También en Libia, la injerencia militar directa de los EAU incluye el reclutamiento y financiación de las milicias que constituyen el grueso de las fuerzas del ejército de Haftar. En 2014, durante la primera batalla por el control de Trípoli, los EAU lanzaron ataques aéreos desde Egipto. Hay asimismo evidencias de que han desplegado drones, uno de los cuales fue al parecer derribado el mes pasado sobre Trípoli.
Ciclo de escalada
Los debates en curso sobre la importancia y el papel exacto de las fuerzas estrecha o lejanamente asociadas con el movimiento islamista siguen siendo útiles, dada la gran diversidad de sus roles y funciones en Libia y en otros lugares.
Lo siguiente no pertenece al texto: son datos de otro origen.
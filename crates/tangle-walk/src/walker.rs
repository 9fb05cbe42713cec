//! Depth-first traversal of value graphs.
//!
//! [`traverse`] is the plain walk: the callback sees the root, then every
//! property value of every container reached, in enumeration order. A
//! callback returning [`ControlFlow::Break`] ends the walk and its payload is
//! returned to the caller.
//!
//! # Cycles
//!
//! `traverse` does not guard against cycles. A graph that refers back to an
//! ancestor will be walked forever unless the callback breaks. Use a
//! [`Walker`] with [`WalkOptions::guard_cycles`] or
//! [`WalkOptions::max_depth`] when the input is not known to be acyclic.

use std::collections::HashSet;
use std::ops::ControlFlow;

use serde::{Deserialize, Serialize};
use tracing::trace;

use tangle_types::{Heap, NodeId, Value};

/// Walk `root` depth-first, calling `callback` for every node.
///
/// Returns `Some(b)` for the first `ControlFlow::Break(b)` produced by the
/// callback and `None` if the walk ran to completion. Shared sub-containers
/// are visited once per incoming edge.
pub fn traverse<B, F>(heap: &Heap, root: &Value, mut callback: F) -> Option<B>
where
    F: FnMut(&Value) -> ControlFlow<B>,
{
    Walker::new(heap).walk(root, &mut callback)
}

/// Tuning knobs for a [`Walker`].
#[derive(Clone, Debug, Default, PartialEq, Eq, Serialize, Deserialize)]
#[serde(default)]
pub struct WalkOptions {
    /// Do not re-enter a container that is already on the current path.
    ///
    /// The back-reference itself is still passed to the callback; only its
    /// children are skipped.
    pub guard_cycles: bool,
    /// Do not descend below this depth. The root is at depth 0.
    pub max_depth: Option<usize>,
}

impl WalkOptions {
    /// Options that make any finite graph terminate.
    pub fn guarded() -> Self {
        Self {
            guard_cycles: true,
            ..Default::default()
        }
    }
}

/// Configurable depth-first walker over a [`Heap`].
#[derive(Clone, Debug)]
pub struct Walker<'h> {
    heap: &'h Heap,
    options: WalkOptions,
}

impl<'h> Walker<'h> {
    /// A walker with default (unguarded, unbounded) options.
    pub fn new(heap: &'h Heap) -> Self {
        Self::with_options(heap, WalkOptions::default())
    }

    pub fn with_options(heap: &'h Heap, options: WalkOptions) -> Self {
        Self { heap, options }
    }

    pub fn options(&self) -> &WalkOptions {
        &self.options
    }

    /// Walk `root`, calling `callback` with each node.
    pub fn walk<B, F>(&self, root: &Value, mut callback: F) -> Option<B>
    where
        F: FnMut(&Value) -> ControlFlow<B>,
    {
        self.walk_with_path(root, |_, value| callback(value))
    }

    /// Walk `root`, calling `callback` with each node and the property path
    /// that led to it. The root has an empty path.
    pub fn walk_with_path<B, F>(&self, root: &Value, mut callback: F) -> Option<B>
    where
        F: FnMut(&[String], &Value) -> ControlFlow<B>,
    {
        let mut state = WalkState {
            path: Vec::new(),
            on_path: HashSet::new(),
        };
        match self.visit(root, 0, &mut state, &mut callback) {
            ControlFlow::Break(b) => Some(b),
            ControlFlow::Continue(()) => None,
        }
    }

    fn visit<B, F>(
        &self,
        value: &Value,
        depth: usize,
        state: &mut WalkState,
        callback: &mut F,
    ) -> ControlFlow<B>
    where
        F: FnMut(&[String], &Value) -> ControlFlow<B>,
    {
        callback(state.path.as_slice(), value)?;

        let Some(id) = value.node() else {
            return ControlFlow::Continue(());
        };
        if self.options.max_depth.is_some_and(|max| depth >= max) {
            return ControlFlow::Continue(());
        }
        let Ok(container) = self.heap.get(id) else {
            trace!(node = %id, "dangling reference, not descending");
            return ControlFlow::Continue(());
        };
        if self.options.guard_cycles && !state.on_path.insert(id) {
            trace!(node = %id, depth, "skipping back-reference");
            return ControlFlow::Continue(());
        }

        for (key, child) in container.iter() {
            state.path.push(key.to_owned());
            let flow = self.visit(child, depth + 1, state, callback);
            state.path.pop();
            if flow.is_break() {
                state.leave(id, self.options.guard_cycles);
                return flow;
            }
        }

        state.leave(id, self.options.guard_cycles);
        ControlFlow::Continue(())
    }
}

struct WalkState {
    path: Vec<String>,
    on_path: HashSet<NodeId>,
}

impl WalkState {
    fn leave(&mut self, id: NodeId, guarded: bool) {
        if guarded {
            self.on_path.remove(&id);
        }
    }
}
Sin embargo, fuera de los círculos ministeriales parisinos, pocos analistas otorgan algún crédito a la retórica «antiislamista» del clan Haftar/EAU, y menos aún a su discurso «antiextremista».
Esta coartada se desmorona si uno se toma tiempo para darse cuenta de que la mayor parte del potencial militar de Haftar está compuesto por milicias madkhalist cuyo radicalismo doctrinal rivaliza con el del Estado Islámico. Estos milicianos provienen del molde salafista saudí y se les permite escalar el terreno social y religioso de la manera más retrógrada a cambio de someterse ciegamente a los poderes políticos y denunciar a sus rivales políticos islámicos.
A pesar de lo que afirman los partidarios de Haftar, los enfrentamientos en Libia no son ideológicos. Lo que está en marcha es una guerra contrarrevolucionaria, uno de cuyos propósitos es tomar el control de los recursos naturales del país. Hoy el petróleo (millones de dólares del contrabando de petróleo están financiando a las milicias), mañana las minas.
Las ambiciones democráticas necesarias para estabilizar la región están tan ausentes del programa de Gargash como de las preocupaciones, prácticas y análisis de los aliados de los EAU. Ya sea en Dubai, Riad o París, ninguno de los que combaten en la «guerra contra el terror» o el «islamismo» se está tomando el tiempo para comprender o aceptar que el objetivo democrático que desprecian es una necesidad absoluta para la estabilidad que exigen.
Incapaces y poco dispuestos a negociar con los ganadores electorales de las elecciones de la Primavera Árabe, se han arrinconado ellos mismos, arrastrando a la región en un ciclo grave de escalada.
François Burgat es director emérito de investigación en el CNRS de Francia (IREMAN Aix-en-Provence). Entre otras instituciones, dirigió el Instituto francés de Oriente Medio entre 2008 y 2013 y el Centro francés de Arqueología y Ciencias Sociales en Sanaa de 1997 a 2003. Experto en movimientos islamistas, su último libro se titula Comprendre l’islam politique: Une trajectoire de recherche sur l’altérité islamiste , 1973-2016 (ediciones La Découverte).